Volume 56, Issue 5, 30 March 2012, Pages 1568-1583
Computer Networks

An experimental evaluation of cross-layer routing in a wireless mesh backbone

https://doi.org/10.1016/j.comnet.2012.01.004Get rights and content

Abstract

Over the latest few years, cross-layer design in wireless networks has drawn great attention from the research community. One of the main arguments in favor of such techniques is that the hop-count metric alone is not enough to capture the specificities of wireless links (e.g., interferences, collisions, fading). In this paper, we address a simple yet fundamental question: What are the real improvements that cross-layering can bring to routing performance when compared to the simple hop-count metric? In our experiments, we consider the backbone of a real wireless mesh network composed of 12 routers deployed in an office building. We focus on the stability of routes and their persistence. In spite of the nature of cross-layer metrics that take into account information from different layers, lets them be very reactive to changes, we observe that using these metrics, pairs of nodes tend to mainly use the same set of two or three routes between them.

Introduction

Wireless multi-hop networks consist of a set of nodes (potentially mobile) that communicate through the wireless medium.
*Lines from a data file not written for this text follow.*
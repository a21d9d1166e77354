//! CSV census report.
//!
//! The layout is consumed by spreadsheets and existing scripts, so the column
//! order, quoting and the trailing comma on every line are fixed.

use anyhow::{Context, Result};
use csv::{QuoteStyle, Terminator, WriterBuilder};
use std::fs::File;
use std::io::{BufWriter, Write};
use std::path::Path;
use tracing::debug;

use crate::model::{CityRecord, GroupStats, RciGroup};

/// Number of columns in every report line.
pub const COLUMN_COUNT: usize = 47;

/// The header line, without its line break.
pub const COLUMN_HEADER: &str = concat!(
    "City Name,Mayor Name,Mayor Rating,Difficulty,Tile Size,Residential Pop.,Commercial Jobs,Industrial Jobs,Workforce Percentage,",
    "R§ Pop.,R§ Extrapolated Pop.,R§ Tax Rate,R§§ Pop.,R§§ Extrapolated Pop.,R§§ Tax Rate,R§§§ Pop.,R§§§ Extrapolated Pop.,R§§§ Tax Rate,",
    "Cs§ Pop.,Cs§ Extrapolated Pop.,Cs§ Tax Rate,Cs§§ Pop.,Cs§§ Extrapolated Pop.,Cs§§ Tax Rate,Cs§§§ Pop.,Cs§§§ Extrapolated Pop.,Cs§§§ Tax Rate,",
    "Co§§ Pop.,Co§§ Extrapolated Pop.,Co§§ Tax Rate,Co§§§ Pop.,Co§§§ Extrapolated Pop.,Co§§§ Tax Rate,IR Pop.,IR Extrapolated Pop.,IR Tax Rate,",
    "ID Pop.,ID Extrapolated Pop.,ID Tax Rate,IM Pop.,IM Extrapolated Pop.,IM Tax Rate,IHT Pop.,IHT Extrapolated Pop.,IHT Tax Rate,Budget,Income,",
);

const CURRENCY_SYMBOL: char = '§';

fn percentage(value: f64, precision: usize) -> String {
    format!("{value:.precision$}%")
}

fn currency(value: f64) -> String {
    format!("{CURRENCY_SYMBOL}{value:.2}")
}

fn push_group(fields: &mut Vec<String>, stats: GroupStats) {
    fields.push(stats.population.to_string());
    fields.push(stats.extrapolated_population.to_string());
    fields.push(percentage(stats.tax_rate * 100.0, 1));
}

/// Formats one record as its report fields, in column order.
pub fn row_fields(record: &CityRecord) -> Vec<String> {
    let mut fields = Vec::with_capacity(COLUMN_COUNT);

    fields.push(record.city_name().to_string());
    fields.push(record.mayor_name().to_string());
    fields.push(record.mayor_rating().to_string());
    fields.push(record.difficulty().to_string());
    fields.push(record.tile_size().to_string());
    fields.push(record.residential_population().to_string());
    fields.push(record.commercial_jobs().to_string());
    fields.push(record.industrial_jobs().to_string());
    fields.push(percentage(record.workforce_percentage(), 1));

    for group in RciGroup::ALL {
        push_group(&mut fields, record.group(group));
    }

    fields.push(currency(record.budget()));
    fields.push(currency(record.income()));

    fields
}

/// Writes the header and one line per record to `sink`.
///
/// Nothing is rolled back if the sink fails part way through.
pub fn write_report<W: Write>(records: &[CityRecord], mut sink: W) -> Result<()> {
    sink.write_all(COLUMN_HEADER.as_bytes())?;
    sink.write_all(b"\n")?;

    // Each field is closed by a comma, so the record terminator is a comma and
    // line breaks go straight to the sink between records.
    for record in records {
        let mut writer = WriterBuilder::new()
            .has_headers(false)
            .quote_style(QuoteStyle::Always)
            .terminator(Terminator::Any(b','))
            .from_writer(&mut sink);
        writer.write_record(row_fields(record))?;
        writer.flush()?;
        drop(writer);

        sink.write_all(b"\n")?;
    }

    sink.flush()?;
    Ok(())
}

/// Creates (or truncates) `path` and writes the report into it.
pub fn write_report_file(records: &[CityRecord], path: &Path) -> Result<()> {
    debug!(path = %path.display(), rows = records.len(), "Writing census report");

    let file = File::create(path)
        .with_context(|| format!("creating report file '{}'", path.display()))?;
    let mut out = BufWriter::new(file);

    write_report(records, &mut out)
        .with_context(|| format!("writing report file '{}'", path.display()))?;
    out.flush()?;

    Ok(())
}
In such networks, intermediate nodes relay packets in order to reach the final destination. The ordered list of wireless nodes traversed by packets is referred to as a path or route. Selecting the best route between two nodes is the role of the routing protocol. The main question to be answered, in this context, is how to characterize the “quality” of routes so that the best one can be selected. In a multi-hop context, the easiest way to define a distance between two nodes is to use the shortest hop-count metric, which consists in selecting the best route as the route with the minimum number of hops.

The shortest hop-count metric is more suitable in wired networks, where links are more stable, than in wireless networks due to the specificities of these latter (i.e., limited bandwidth, highly dynamic topology, link interference, limited range of links, and broadcast nature of the medium). Couto et al. [1] show through experimental evaluations that routes with minimum hop-count are usually not the best routes in terms of throughput. This is justified by the work of Lundgren et al. [2], who define a specific geographic location, called “communication gray zone”, in which nodes can be sensed by broadcast routing messages. Nevertheless, they cannot relay traffic at rates higher than the broadcast rate. Fig. 1 shows an example of this phenomenon using IEEE 802.11b wireless cards. Given that nodes r01 and r03 sense each other through broadcasts sent at 1 Mbps, data exchanged between them will never use a transmission rate higher than 1 Mbps. However, using the two-hop route through node r02, the end-to-end transmission rate can be improved to 5.5 Mbps (two transmissions at 11 Mbps). In addition to the gray zone phenomenon, Heusse et al. [3] discuss the performance anomaly of IEEE 802.11b. They observe that the throughput of nodes transmitting at high rate decreases when one or more nodes in their range transmit at a lower rate. For a more complete view of cross-layering techniques for wireless multi-hop networks, the reader can refer to work of Borges et al. [4] that present a taxonomy of routing metrics based on cross-layer techniques.

For the aforementioned reasons, extensive research on routing solutions based on cross-layer techniques has been conducted in the latest years. Awerbuch et al. [5] propose a new metric named Medium Time Metric (MTM) that gives a weight to each link relative to the packet transmission time on the medium. Karbaschi et al. [6] propose a similar approach, where the number of retransmission done at MAC layer is used instead of packet transmission time. Chiang et al. [7] tackle the congestion problem of wireless links by proposing a cross-layer approach where the transport layer interacts with the physical layer. Iannone et al. [8] propose a cross-layer metric that takes into account the transmission power level, transmission rate, and interference. As a matter of fact, many proposals in literature rely on complex theoretical formalization and/or simulation analysis. They can be hardly implemented in today’s system or cannot be supported by all wireless cards, as shown by Ben Abdesslem et al. [9].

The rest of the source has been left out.